Petrochemical supply constraints prevail in China amid demand recovery

Felicia Loo


SINGAPORE (ICIS)–Supply constraints prevail in China’s petrochemical markets, proving particularly challenging for polymers, which are dogged by limited domestic production, plant shutdowns in the Middle East and a global scramble for cargoes.

The heat is up as demand recovery takes place on receding threat of the coronavirus pandemic amid the worldwide roll-out of vaccines, although the pace of inoculation differs from country to country.

Besides polymers, a similar story unfolds in other Chinese petrochemicals including base oils, vinyl acetate monomer (VAM), n-butanol (NBA), butyl acrylate (butyl-A) and bisphenol A (BPA).

China’s petrochemical markets extended their strong gains in February, chiefly on continuous tight supply, with the ICIS China Price Index surging 22% from end-January to 1,331.59 on 26 February.

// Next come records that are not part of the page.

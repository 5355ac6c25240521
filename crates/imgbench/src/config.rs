//! Command-line and environment configuration for the benchmark.

use std::fmt;
use std::time::Duration;

use clap::Parser;
use clap::ValueEnum;
use workrpc::WorkerConfig;
use workrpc::progress::DEFAULT_CAPACITY;

use crate::family::MAX_ITERATIONS;

pub const DEFAULT_ITERATIONS: u32 = 200;

/// Where the filter runs.
#[derive(Copy, Clone, Debug, PartialEq, Eq, ValueEnum)]
pub enum Mode {
    /// On the calling thread.
    Plain,
    /// Through the image worker.
    Worker,
    /// Both, and check that they agree.
    Both,
}

impl Mode {
    pub fn runs_plain(self) -> bool {
        matches!(self, Self::Plain | Self::Both)
    }

    pub fn runs_worker(self) -> bool {
        matches!(self, Self::Worker | Self::Both)
    }
}

impl fmt::Display for Mode {
    fn fmt(&self, f: &mut fmt::Formatter<'_>) -> fmt::Result {
        let name = match self {
            Self::Plain => "plain",
            Self::Worker => "worker",
            Self::Both => "both",
        };
        f.write_str(name)
    }
}

#[derive(Parser, Debug, Clone)]
#[command(name = "imgbench")]
#[command(about = "Compare an in-thread image filter with the same filter run on a worker")]
#[command(version)]
pub struct BenchConfig {
    /// Image width in pixels
    #[arg(
        long,
        env = "IMGBENCH_WIDTH",
        default_value_t = 512,
        value_parser = clap::value_parser!(u32).range(1..)
    )]
    pub width: u32,

    /// Image height in pixels
    #[arg(
        long,
        env = "IMGBENCH_HEIGHT",
        default_value_t = 512,
        value_parser = clap::value_parser!(u32).range(1..)
    )]
    pub height: u32,

    /// Filter passes per run
    #[arg(
        short,
        long,
        env = "IMGBENCH_ITERATIONS",
        default_value_t = DEFAULT_ITERATIONS,
        value_parser = clap::value_parser!(u32).range(0..=i64::from(MAX_ITERATIONS))
    )]
    pub iterations: u32,

    /// Which runs to perform
    #[arg(short, long, env = "IMGBENCH_MODE", value_enum, default_value_t = Mode::Both)]
    pub mode: Mode,

    /// Give up on the worker run after this many seconds
    #[arg(long, env = "IMGBENCH_TIMEOUT_SECS", default_value_t = 60)]
    pub timeout_secs: u64,

    /// Progress queue depth for the worker run
    #[arg(long, env = "IMGBENCH_PROGRESS_CAPACITY", default_value_t = DEFAULT_CAPACITY)]
    pub progress_capacity: usize,
}

impl BenchConfig {
    pub fn timeout(&self) -> Duration {
        Duration::from_secs(self.timeout_secs)
    }

    pub fn worker_config(&self) -> WorkerConfig {
        WorkerConfig::new("imgbench-worker")
    }
}

#[cfg(test)]
mod tests {
    use super::*;

    #[test]
    fn test_flags_override_defaults() {
        let config = BenchConfig::try_parse_from([
            "imgbench",
            "--width",
            "64",
            "--height",
            "32",
            "--iterations",
            "500",
            "--mode",
            "worker",
        ])
        .unwrap();

        assert_eq!((config.width, config.height), (64, 32));
        assert_eq!(config.iterations, 500);
        assert_eq!(config.mode, Mode::Worker);
        assert!(config.mode.runs_worker() && !config.mode.runs_plain());
    }

    #[test]
    fn test_iterations_above_cap_are_rejected() {
        assert!(BenchConfig::try_parse_from(["imgbench", "--iterations", "501"]).is_err());
    }

    #[test]
    fn test_zero_width_is_rejected() {
        assert!(BenchConfig::try_parse_from(["imgbench", "--width", "0"]).is_err());
    }
}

“With easing coronavirus pandemic recently, the recovery of global economy and trade will boost demand for polyolefins,” said ICIS senior analyst Joey Zhou.

“Manufacturing factories, leisure and hospitality sectors have re-opened. We expect PP [polypropylene] demand from construction, household appliances, automotive, healthcare and FMCG [fast-moving consumer goods] industries will increase in Asia, including China,” she added.

Beijing is expected to introduce a stimulus package in conjunction with the Chinese Communist Party’s 100th year.

It begs the question on what this would bring to the table.

“For China’s demand, as 2021 is the starting year of ‘14th five-year plan’, we expect more stimulus policy will be published and benefit PP demand,” Zhou elucidated.

Beijing’s plan for 2021-2025 – largely of a new urbanization strategy – will ultimately boost industries including construction, real estate and automotive, hence, encourage demand for polymers.

As things stand, China’s investments on real estate development in January-February 2021 increased a steep 38.3% year on year to yuan (CNY) 1.4tr ($215bn), data from the National Bureau of Statistics (NBS) showed.

The fast growth was mainly a result of a low base last year when the pandemic dragged down all business activities.

Compared with the first two months of 2019 (pre-pandemic), the 2021 data was up 15.7%.

Separately, China’s industrial output in the first two months of 2021 spiked by 35.1%, with chemical raw material and finished products output posting a 30.8% increase.

The latest numbers indicate good recovery momentum for the world’s second-biggest economy, according to NBS.

In the automotive industry, vehicles sales in China in February 2021 reached 1.46m units, a near fivefold increase from 310,000 units sold in the same month in 2020, industry data showed.

Production for the month stood at 1.5m units, more than five times higher compared with the previous corresponding period.

China is the biggest automotive market in the world.

Overall economic growth continues to be driven by government investments in infrastructure, including renewable energy, residential projects and 5G networks.

According to government-backed thinktank, the China Electronic Information Industry Development (CCID), the country is expected to spend CNY10tr ($1.4tr) on new infrastructure projects between 2020-25.

China had been investing in construction overseas, especially in emerging markets as part of its Belt and Road Initiative.

However, this died back sharply in 2020, due in part both to global politics and fears over debt levels. China is instead now focusing on a digital silk road, to improve IT networks.

A strong recovery in China’s petrochemical demand has coincided with a severe global tightening of supply since the start of the year.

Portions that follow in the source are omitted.